The other week my other half and I went around to a friend's house. Two of the cell groups from our church had decided to meet up and have a bit of a get together. It was a good evening and everyone enjoyed themselves.
A few days later I was getting ready to go out and switched on my mobile phone to discover that I had a voicemail message. I was tempted to stick the speakerphone on and listen to it but for some reason changed my mind and listened to it normally. I'm glad I did as what I heard took me by surprise and would have caused some awkward questions as my son was stood a few feet away and would have heard what was said.
The message was from a friend, S, who had been at the social and who had, along with our vicar's wife, spoken to my other half. She'd asked them if we could meet up so that we could discuss how we were going to explain my transitioning to our son. The call was to arrange a time to meet up.
I got back in touch with S and we arranged to meet up the following Monday.

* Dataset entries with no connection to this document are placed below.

pub mod layout;
pub mod poller;

pub use layout::{CounterKind, CountersFile, CountersFileError, SystemCounterKind};
pub use poller::{CounterEvent, CounterListener, CountersPoller, DEFAULT_POLL_INTERVAL};
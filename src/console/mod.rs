//! Human-readable rendering of the aggregate view.

use std::fmt::Write;

use anyhow::Result;

use crate::aggregator::SnapshotConsumer;
use crate::model::{ChannelSessionKey, Snapshot};
use crate::rates::{RateConfigError, RateMonitor, RateWindow};
use crate::view::SystemView;

/// Folds snapshots into a [`SystemView`] and prints the whole picture
/// after every update. Optionally tracks and prints per-publisher
/// throughput rates.
#[derive(Default)]
pub struct ConsolePrinter {
    view: SystemView,
    rates: Option<RateMonitor>,
}

impl ConsolePrinter {
    pub fn new() -> Self {
        Self::default()
    }

    /// Printer that also reports moving-average rates for the given
    /// windows.
    pub fn with_rates(windows: &[RateWindow]) -> Result<Self, RateConfigError> {
        Ok(Self {
            view: SystemView::new(),
            rates: Some(RateMonitor::new(windows)?),
        })
    }

    /// Render the current aggregate view.
    pub fn render(&self, out: &mut impl Write) -> std::fmt::Result {
        for (context, counters) in self.view.system_counters() {
            writeln!(out, "===== System counters for \"{context}\" =====")?;
            writeln!(out, "Bytes sent:      {:>20}", counters.bytes_sent)?;
            writeln!(out, "Bytes received:  {:>20}", counters.bytes_received)?;
            writeln!(out, "NAKs sent:       {:>20}", counters.naks_sent)?;
            writeln!(out, "NAKs received:   {:>20}", counters.naks_received)?;
            writeln!(out, "Errors:          {:>20}", counters.errors)?;
            writeln!(out, "Client timeouts: {:>20}", counters.client_timeouts)?;
        }

        let connections = self.view.connections_by_stream();
        writeln!(out, "===== Monitoring {} streams =====", connections.len())?;
        for (stream, publishers) in connections {
            writeln!(out, "==== {}/{} ====", stream.channel, stream.stream_id)?;
            for (publisher_key, subscriber_keys) in publishers {
                let Some(publisher) = self.view.publisher(publisher_key) else {
                    continue;
                };
                writeln!(out)?;
                writeln!(out, "---- Publisher session {} ----", publisher.session_id)?;
                writeln!(out, "| publisher position: {:>20}", publisher.publisher_position)?;
                writeln!(out, "| publisher limit:    {:>20}", publisher.publisher_limit)?;
                writeln!(out, "| sender position:    {:>20}", publisher.sender_position)?;
                writeln!(out, "| sender limit:       {:>20}", publisher.sender_limit)?;
                writeln!(out, "| buffered:           {:>20}", publisher.buffered())?;
                self.render_rates(out, publisher_key)?;

                for subscriber_key in subscriber_keys {
                    let Some(subscriber) = self.view.subscriber(subscriber_key) else {
                        continue;
                    };
                    writeln!(out, "---- Subscriber ({}) ----", subscriber_key.context)?;
                    writeln!(out, "| receiver position:  {:>20}", subscriber.receiver_position)?;
                    writeln!(
                        out,
                        "| receiver HWM:       {:>20}",
                        subscriber.receiver_high_water_mark
                    )?;
                    for (registration_id, position) in &subscriber.subscriber_positions {
                        writeln!(out, "| position ({registration_id}):       {position:>14}")?;
                    }
                }
                writeln!(out, "-----------------------------------------")?;
            }
        }
        Ok(())
    }

    fn render_rates(
        &self,
        out: &mut impl Write,
        publisher_key: &ChannelSessionKey,
    ) -> std::fmt::Result {
        let Some(rates) = &self.rates else {
            return Ok(());
        };
        let Some(rate) = rates.publisher_rates().get(publisher_key) else {
            return Ok(());
        };
        if !rate.warmed_up() {
            return Ok(());
        }

        let mut result = Ok(());
        rate.consume_rates(|duration, unit, bytes_per_second| {
            if result.is_ok() {
                result = writeln!(
                    out,
                    "| rate ({duration}{unit}):          {bytes_per_second:>14} B/s"
                );
            }
        });
        result
    }
}

impl SnapshotConsumer for ConsolePrinter {
    fn on_snapshot(&mut self, snapshot: &Snapshot) -> Result<()> {
        self.view.apply(snapshot);
        if let Some(rates) = &mut self.rates {
            rates.apply(snapshot);
        }

        let mut out = String::new();
        self.render(&mut out)?;
        print!("{out}");
        Ok(())
    }
}

#[cfg(test)]
mod tests {
    use super::*;
    use crate::model::{PublisherCounters, SubscriberCounters, SystemCounters};
    use crate::rates::TimeUnit;

    fn snapshot_at(timestamp_ms: i64, publisher_position: i64) -> Snapshot {
        let mut publisher = PublisherCounters::new("udp://h:40123", 3, 7);
        publisher.publisher_position = publisher_position;
        publisher.sender_position = publisher_position / 2;

        let mut subscriber = SubscriberCounters::new("udp://h:40123", 3, 7);
        subscriber.receiver_position = 900;
        subscriber.set_subscriber_position(21, 850);

        Snapshot {
            context: "driver-0".to_owned(),
            timestamp_ms,
            publishers: vec![publisher],
            subscribers: vec![subscriber],
            system: SystemCounters {
                bytes_sent: 4_096,
                ..SystemCounters::default()
            },
        }
    }

    #[test]
    fn test_render_shows_counters_and_connections() {
        let mut printer = ConsolePrinter::new();
        printer.view.apply(&snapshot_at(0, 2_048));

        let mut out = String::new();
        printer.render(&mut out).expect("render");

        assert!(out.contains("System counters for \"driver-0\""));
        assert!(out.contains("4096"));
        assert!(out.contains("udp://h:40123/7"));
        assert!(out.contains("Publisher session 3"));
        assert!(out.contains("buffered:"));
        assert!(out.contains("Subscriber (driver-0)"));
        assert!(out.contains("position (21)"));
    }

    #[test]
    fn test_render_includes_rates_after_warmup() {
        let mut printer = ConsolePrinter::with_rates(&[RateWindow::new(5, TimeUnit::Seconds)])
            .expect("valid windows");

        for i in 0..3 {
            let snapshot = snapshot_at(i * 1_000, i * 2_000);
            printer.view.apply(&snapshot);
            printer
                .rates
                .as_mut()
                .expect("rates configured")
                .apply(&snapshot);
        }

        let mut out = String::new();
        printer.render(&mut out).expect("render");
        assert!(out.contains("rate (5s):"));
        assert!(out.contains("2000 B/s"));
    }

    #[test]
    fn test_render_omits_rates_before_warmup() {
        let mut printer = ConsolePrinter::with_rates(&[RateWindow::new(5, TimeUnit::Seconds)])
            .expect("valid windows");

        let snapshot = snapshot_at(0, 1_000);
        printer.view.apply(&snapshot);
        printer
            .rates
            .as_mut()
            .expect("rates configured")
            .apply(&snapshot);

        let mut out = String::new();
        printer.render(&mut out).expect("render");
        assert!(!out.contains("rate (5s):"));
    }
}
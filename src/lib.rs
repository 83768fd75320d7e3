//! streamlens: live visibility into a messaging transport's health
//! counters.
//!
//! The pipeline scans a transport's memory-mapped counters file on a
//! fixed interval, folds the typed counter events into session-keyed
//! records, and emits one immutable snapshot per scan batch. Snapshots
//! feed local consumers (console rendering, the cross-context connection
//! graph, moving-average rates) or travel to a remote monitor over a
//! compact versioned wire format.

pub mod agent;
pub mod aggregator;
pub mod clock;
pub mod config;
pub mod console;
pub mod counters;
pub mod model;
pub mod rates;
pub mod transport;
pub mod view;
pub mod wire;
//! Rolling throughput rates per publisher stream.
//!
//! Each tracked stream owns one circular sample buffer per configured
//! rate window. Samples are debounced to at most one per wall-clock
//! second, which keeps memory and averaging cost independent of how
//! often snapshots arrive. The moving average is the mean of deltas
//! between adjacent accepted samples, so a partially filled buffer
//! averages over the samples it actually holds.

use std::collections::HashMap;
use std::fmt;

use anyhow::Result;
use serde::Deserialize;
use thiserror::Error;

use crate::aggregator::SnapshotConsumer;
use crate::model::{ChannelSessionKey, Snapshot};

/// Minimum spacing between accepted samples.
const SAMPLE_INTERVAL_MS: i64 = 1_000;

/// Units a rate window duration may be expressed in.
#[derive(Debug, Clone, Copy, PartialEq, Eq, Hash, Deserialize)]
#[serde(rename_all = "snake_case")]
pub enum TimeUnit {
    Seconds,
    Minutes,
    Hours,
}

impl TimeUnit {
    const fn seconds_per_unit(self) -> u64 {
        match self {
            Self::Seconds => 1,
            Self::Minutes => 60,
            Self::Hours => 3_600,
        }
    }

    /// Convert a duration in this unit to whole seconds.
    pub const fn to_seconds(self, duration: u64) -> u64 {
        duration * self.seconds_per_unit()
    }

    /// Convert a duration in this unit to nanoseconds.
    pub const fn to_nanos(self, duration: u64) -> u64 {
        self.to_seconds(duration) * 1_000_000_000
    }
}

impl fmt::Display for TimeUnit {
    fn fmt(&self, f: &mut fmt::Formatter<'_>) -> fmt::Result {
        match self {
            Self::Seconds => f.write_str("s"),
            Self::Minutes => f.write_str("m"),
            Self::Hours => f.write_str("h"),
        }
    }
}

/// Definition of one rate window, e.g. `(10, Seconds)`.
#[derive(Debug, Clone, Copy, PartialEq, Eq, Hash, Deserialize)]
pub struct RateWindow {
    pub duration: u64,
    pub unit: TimeUnit,
}

impl RateWindow {
    pub const fn new(duration: u64, unit: TimeUnit) -> Self {
        Self { duration, unit }
    }

    fn nanos(&self) -> u64 {
        self.unit.to_nanos(self.duration)
    }
}

impl fmt::Display for RateWindow {
    fn fmt(&self, f: &mut fmt::Formatter<'_>) -> fmt::Result {
        write!(f, "{}{}", self.duration, self.unit)
    }
}

/// Invalid rate window configuration.
#[derive(Error, Debug)]
pub enum RateConfigError {
    #[error("rate window defined twice: {window}")]
    Duplicate { window: RateWindow },

    #[error("no rate windows configured")]
    Empty,

    #[error("rate window duration must be positive")]
    ZeroDuration,
}

/// Validate windows and fix their reporting order: ascending duration in
/// nanoseconds. Duplicate `(duration, unit)` pairs are rejected.
fn sorted_windows(windows: &[RateWindow]) -> Result<Vec<RateWindow>, RateConfigError> {
    if windows.is_empty() {
        return Err(RateConfigError::Empty);
    }
    if windows.iter().any(|w| w.duration == 0) {
        return Err(RateConfigError::ZeroDuration);
    }

    let mut sorted = windows.to_vec();
    sorted.sort_by_key(RateWindow::nanos);
    for pair in sorted.windows(2) {
        if pair[0] == pair[1] {
            return Err(RateConfigError::Duplicate { window: pair[0] });
        }
    }
    Ok(sorted)
}

/// One circular buffer of position samples.
struct RollingWindow {
    samples: Vec<i64>,
    last_update_ms: i64,
    pointer: usize,
}

impl RollingWindow {
    fn new(slots: usize) -> Self {
        Self {
            samples: vec![0; slots],
            last_update_ms: 0,
            pointer: 0,
        }
    }

    /// Accept at most one sample per second of wall-clock progress.
    fn update_byte_position(&mut self, epoch_ms: i64, position: i64) {
        if epoch_ms >= self.last_update_ms + SAMPLE_INTERVAL_MS {
            let slot = self.pointer % self.samples.len();
            self.samples[slot] = position;
            self.pointer += 1;
            self.last_update_ms = epoch_ms;
        }
    }

    fn sample_count(&self) -> usize {
        self.pointer.min(self.samples.len())
    }

    /// Average bytes/second over the currently populated samples.
    ///
    /// Panics if fewer than two samples have been accepted; callers must
    /// wait for warmup before consuming rates.
    fn average_value(&self) -> i64 {
        let end = self.pointer as i64 - 1;
        let start = (self.pointer as i64 - self.samples.len() as i64).max(0);
        let count = end - start;
        assert!(count > 0, "rate consumed before two samples were accepted");

        let mut accumulator = 0i64;
        for i in start..end {
            let next = self.samples[(i + 1) as usize % self.samples.len()];
            let current = self.samples[i as usize % self.samples.len()];
            accumulator += next - current;
        }
        accumulator / count
    }
}

/// Rolling windows for one publisher stream.
pub struct StreamRate {
    windows: Vec<(RateWindow, RollingWindow)>,
}

impl StreamRate {
    /// Build windows from the given definitions. Duplicate definitions
    /// are a configuration error.
    pub fn new(windows: &[RateWindow]) -> Result<Self, RateConfigError> {
        Ok(Self::from_sorted(&sorted_windows(windows)?))
    }

    /// Build from definitions already validated and sorted.
    fn from_sorted(sorted: &[RateWindow]) -> Self {
        Self {
            windows: sorted
                .iter()
                .map(|w| {
                    let slots = w.unit.to_seconds(w.duration) as usize;
                    (*w, RollingWindow::new(slots))
                })
                .collect(),
        }
    }

    /// Feed one observed stream position into every window.
    pub fn stream_position(&mut self, epoch_ms: i64, position: i64) {
        for (_, window) in &mut self.windows {
            window.update_byte_position(epoch_ms, position);
        }
    }

    /// True once every window can produce an average.
    pub fn warmed_up(&self) -> bool {
        self.windows.iter().all(|(_, w)| w.sample_count() >= 2)
    }

    /// Report the current average for every window, in ascending order
    /// of window duration as fixed at construction.
    ///
    /// Panics if any window has accepted fewer than two samples; check
    /// [`StreamRate::warmed_up`] first when in doubt.
    pub fn consume_rates(&self, mut consumer: impl FnMut(u64, TimeUnit, i64)) {
        for (definition, window) in &self.windows {
            consumer(definition.duration, definition.unit, window.average_value());
        }
    }
}

/// Tracks a [`StreamRate`] per publisher stream across snapshots.
pub struct RateMonitor {
    windows: Vec<RateWindow>,
    rates_by_publisher: HashMap<ChannelSessionKey, StreamRate>,
}

impl RateMonitor {
    pub fn new(windows: &[RateWindow]) -> Result<Self, RateConfigError> {
        Ok(Self {
            windows: sorted_windows(windows)?,
            rates_by_publisher: HashMap::new(),
        })
    }

    /// Feed one snapshot's publisher positions into the tracked rates.
    pub fn apply(&mut self, snapshot: &Snapshot) {
        for publisher in &snapshot.publishers {
            let key = ChannelSessionKey::new(
                snapshot.context.clone(),
                publisher.channel.clone(),
                publisher.stream_id,
                publisher.session_id,
            );
            self.rates_by_publisher
                .entry(key)
                .or_insert_with(|| StreamRate::from_sorted(&self.windows))
                .stream_position(snapshot.timestamp_ms, publisher.publisher_position);
        }
    }

    /// Rates keyed by publisher identity.
    pub fn publisher_rates(&self) -> &HashMap<ChannelSessionKey, StreamRate> {
        &self.rates_by_publisher
    }
}

impl SnapshotConsumer for RateMonitor {
    fn on_snapshot(&mut self, snapshot: &Snapshot) -> Result<()> {
        self.apply(snapshot);
        Ok(())
    }
}
//! Binary layout of the transport's counters file.
//!
//! The file is owned by the monitored messaging transport and mapped
//! read-only here. It starts with a fixed header, followed by a metadata
//! region of fixed-size slot descriptors and a values region holding one
//! cache-line-padded live value per slot. All integers are little-endian.
//! The layout is a versioned external contract; [`FILE_VERSION`] is the
//! single version this reader supports.

use std::fs::File;
use std::path::{Path, PathBuf};

use memmap2::Mmap;
use thiserror::Error;

/// Name of the counters file within a transport's runtime directory.
pub const COUNTERS_FILE: &str = "counters.dat";

/// Magic number at offset 0 ("CNTR" in little-endian byte order).
pub const FILE_MAGIC: u32 = 0x5254_4E43;

/// The single supported file format version.
pub const FILE_VERSION: i32 = 1;

/// Header: magic u32, version i32, slot count i32, 4 reserved bytes.
pub const HEADER_LENGTH: usize = 16;

/// Size of one metadata slot descriptor.
pub const METADATA_SLOT_LENGTH: usize = 512;

/// Size of one value slot (8-byte value plus padding to a cache line).
pub const VALUE_SLOT_LENGTH: usize = 64;

/// Offsets within a metadata slot.
pub const SLOT_STATE_OFFSET: usize = 0;
pub const SLOT_TYPE_ID_OFFSET: usize = 4;
pub const SLOT_KEY_OFFSET: usize = 8;
pub const SLOT_KEY_LENGTH: usize = 56;
pub const SLOT_LABEL_LEN_OFFSET: usize = 64;
pub const SLOT_LABEL_OFFSET: usize = 68;
pub const SLOT_LABEL_MAX_LENGTH: usize = METADATA_SLOT_LENGTH - SLOT_LABEL_OFFSET;

/// Metadata slot states.
pub const SLOT_UNUSED: i32 = 0;
pub const SLOT_ALLOCATED: i32 = 1;

/// Total file length implied by the header's slot count.
pub const fn expected_file_length(slot_count: usize) -> usize {
    HEADER_LENGTH + slot_count * (METADATA_SLOT_LENGTH + VALUE_SLOT_LENGTH)
}

// Counter type ids assigned by the monitored transport.
pub const SYSTEM_COUNTER_TYPE_ID: i32 = 0;
pub const PUBLISHER_LIMIT_TYPE_ID: i32 = 1;
pub const SENDER_POSITION_TYPE_ID: i32 = 2;
pub const RECEIVER_HWM_TYPE_ID: i32 = 3;
pub const SUBSCRIBER_POSITION_TYPE_ID: i32 = 4;
pub const RECEIVER_POSITION_TYPE_ID: i32 = 5;
pub const SENDER_LIMIT_TYPE_ID: i32 = 9;
pub const PUBLISHER_POSITION_TYPE_ID: i32 = 12;
pub const SENDER_BPE_TYPE_ID: i32 = 13;

/// The system counters tracked by this monitor, identified by counter id
/// within type [`SYSTEM_COUNTER_TYPE_ID`]. The transport allocates more
/// system counters than these; the rest are ignored.
#[derive(Debug, Clone, Copy, PartialEq, Eq, Hash)]
pub enum SystemCounterKind {
    BytesSent,
    BytesReceived,
    NaksSent,
    NaksReceived,
    Errors,
    ClientTimeouts,
}

impl SystemCounterKind {
    /// Map a system counter id onto a monitored kind.
    pub fn from_counter_id(counter_id: i32) -> Option<Self> {
        match counter_id {
            0 => Some(Self::BytesSent),
            1 => Some(Self::BytesReceived),
            2 => Some(Self::NaksSent),
            3 => Some(Self::NaksReceived),
            4 => Some(Self::Errors),
            5 => Some(Self::ClientTimeouts),
            _ => None,
        }
    }
}

/// The closed set of counter kinds this monitor consumes, dispatched from
/// a slot's type id (and, for system counters, its counter id).
#[derive(Debug, Clone, Copy, PartialEq, Eq, Hash)]
pub enum CounterKind {
    SenderLimit,
    SenderPosition,
    PublisherPosition,
    PublisherLimit,
    SenderBackPressure,
    ReceiverHighWaterMark,
    ReceiverPosition,
    SubscriberPosition,
    System(SystemCounterKind),
}

impl CounterKind {
    /// Classify a slot. Returns `None` for types this monitor does not
    /// track, including system counters outside the monitored set.
    pub fn from_slot(type_id: i32, counter_id: i32) -> Option<Self> {
        match type_id {
            SENDER_LIMIT_TYPE_ID => Some(Self::SenderLimit),
            SENDER_POSITION_TYPE_ID => Some(Self::SenderPosition),
            PUBLISHER_POSITION_TYPE_ID => Some(Self::PublisherPosition),
            PUBLISHER_LIMIT_TYPE_ID => Some(Self::PublisherLimit),
            SENDER_BPE_TYPE_ID => Some(Self::SenderBackPressure),
            RECEIVER_HWM_TYPE_ID => Some(Self::ReceiverHighWaterMark),
            RECEIVER_POSITION_TYPE_ID => Some(Self::ReceiverPosition),
            SUBSCRIBER_POSITION_TYPE_ID => Some(Self::SubscriberPosition),
            SYSTEM_COUNTER_TYPE_ID => {
                SystemCounterKind::from_counter_id(counter_id).map(Self::System)
            }
            _ => None,
        }
    }

    /// Whether this kind's label carries registration/session/stream/
    /// channel identity tokens.
    pub fn is_session_keyed(self) -> bool {
        !matches!(self, Self::System(_))
    }

    /// Index of the registration-id token within the slot label. The
    /// publisher-position label carries a two-token name, shifting its
    /// identity fields right by one.
    pub fn first_identity_token(self) -> usize {
        match self {
            Self::PublisherPosition => 2,
            _ => 1,
        }
    }
}

/// Errors raised while mapping and validating a counters file.
#[derive(Error, Debug)]
pub enum CountersFileError {
    #[error("counters file does not exist: {path}")]
    Missing { path: PathBuf },

    #[error("mapping {path}: {source}")]
    Io {
        path: PathBuf,
        source: std::io::Error,
    },

    #[error("file too short: {actual} bytes, need at least {required}")]
    Truncated { actual: usize, required: usize },

    #[error("bad magic number: 0x{actual:08X}")]
    BadMagic { actual: u32 },

    #[error("unsupported counters file version: {actual}")]
    UnsupportedVersion { actual: i32 },
}

/// One allocated slot, borrowed from the mapped file for the duration of
/// a scan callback.
#[derive(Debug, Clone, Copy)]
pub struct CounterSlot<'a> {
    pub counter_id: i32,
    pub type_id: i32,
    pub key: &'a [u8],
    pub label: &'a str,
}

/// Read-only view over a transport's counters file.
pub struct CountersFile {
    map: Mmap,
    slot_count: usize,
}

impl CountersFile {
    /// Map the counters file found in `dir` and validate its header.
    ///
    /// A missing file, bad magic, or version mismatch is fatal: the
    /// reader cannot run against an absent or incompatible file.
    pub fn map_read_only(dir: &Path) -> Result<Self, CountersFileError> {
        let path = dir.join(COUNTERS_FILE);
        if !path.exists() {
            return Err(CountersFileError::Missing { path });
        }

        let file = File::open(&path).map_err(|source| CountersFileError::Io {
            path: path.clone(),
            source,
        })?;
        // Safety: the transport only appends and updates values in place;
        // the mapping is read-only and the file is never truncated while
        // a monitor is attached.
        let map = unsafe {
            Mmap::map(&file).map_err(|source| CountersFileError::Io { path, source })?
        };

        if map.len() < HEADER_LENGTH {
            return Err(CountersFileError::Truncated {
                actual: map.len(),
                required: HEADER_LENGTH,
            });
        }

        let magic = read_u32(&map, 0);
        if magic != FILE_MAGIC {
            return Err(CountersFileError::BadMagic { actual: magic });
        }

        let version = read_i32(&map, 4);
        if version != FILE_VERSION {
            return Err(CountersFileError::UnsupportedVersion { actual: version });
        }

        let slot_count = read_i32(&map, 8).max(0) as usize;
        let required = expected_file_length(slot_count);
        if map.len() < required {
            return Err(CountersFileError::Truncated {
                actual: map.len(),
                required,
            });
        }

        Ok(Self { map, slot_count })
    }

    /// Number of slots described by the file header.
    pub fn slot_count(&self) -> usize {
        self.slot_count
    }

    /// Invoke `f` for every allocated slot, in slot order.
    pub fn each_allocated<F: FnMut(CounterSlot<'_>)>(&self, mut f: F) {
        for index in 0..self.slot_count {
            let base = HEADER_LENGTH + index * METADATA_SLOT_LENGTH;
            if read_i32(&self.map, base + SLOT_STATE_OFFSET) != SLOT_ALLOCATED {
                continue;
            }

            let label_len = read_i32(&self.map, base + SLOT_LABEL_LEN_OFFSET)
                .clamp(0, SLOT_LABEL_MAX_LENGTH as i32) as usize;
            let label_start = base + SLOT_LABEL_OFFSET;
            let label =
                std::str::from_utf8(&self.map[label_start..label_start + label_len])
                    .unwrap_or_default();

            f(CounterSlot {
                counter_id: index as i32,
                type_id: read_i32(&self.map, base + SLOT_TYPE_ID_OFFSET),
                key: &self.map[base + SLOT_KEY_OFFSET..base + SLOT_KEY_OFFSET + SLOT_KEY_LENGTH],
                label,
            });
        }
    }

    /// Current live value of the given counter.
    pub fn counter_value(&self, counter_id: i32) -> i64 {
        let offset = HEADER_LENGTH
            + self.slot_count * METADATA_SLOT_LENGTH
            + counter_id as usize * VALUE_SLOT_LENGTH;
        read_i64(&self.map, offset)
    }
}

fn read_u32(data: &[u8], offset: usize) -> u32 {
    let mut bytes = [0u8; 4];
    bytes.copy_from_slice(&data[offset..offset + 4]);
    u32::from_le_bytes(bytes)
}

fn read_i32(data: &[u8], offset: usize) -> i32 {
    read_u32(data, offset) as i32
}

fn read_i64(data: &[u8], offset: usize) -> i64 {
    let mut bytes = [0u8; 8];
    bytes.copy_from_slice(&data[offset..offset + 8]);
    i64::from_le_bytes(bytes)
}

On the Monday evening we met up with S, our vicar and his wife. We talked about what was happening, I didn't say any more than I needed to and left everyone else to do most of the talking. In the end we agreed that we would sit down and explain things to my son next Monday after we returned from a weekend in mid Wales.
The trip to Wales has now been cancelled and so we're going to sit down with him and explain things on the Saturday evening which will give him the Sunday to take things in before he has to go to school. Also gives him the chance to talk to his youth group leader if he wants to on the Sunday.
The wife admitted while we were discussing how to tell him that she'd got upset at church one morning recently and had told our son's youth group leader what was going on. At least she told me about it eventually.
The Wednesday after we've told our son we're going to explain things to our cell group so that they can provide my wife with the support she's going to need in the months ahead. It will also stop them from wondering what is going on as we've been told a few of them have noticed that things haven't been right between the two of us for a while.
At the end of the evening as we were heading back to our car my other half decided that as she was in a sharing mood that she'd carry on with this. As we were just about to get into the car she turned to me and said that she had told A and J, two of our non-church friends, that I dressed as a female. She'd done that a little while back. Recently she told them about me transitioning.
Now I've no idea when she told them so I don't know if I've seen them since. Now that I know it will be interesting to see how they react when I do see them next time. Especially if I meet them without the rest of the family around.
Anyway one more week until my son finds out about my plans. I'll post about how it goes afterwards.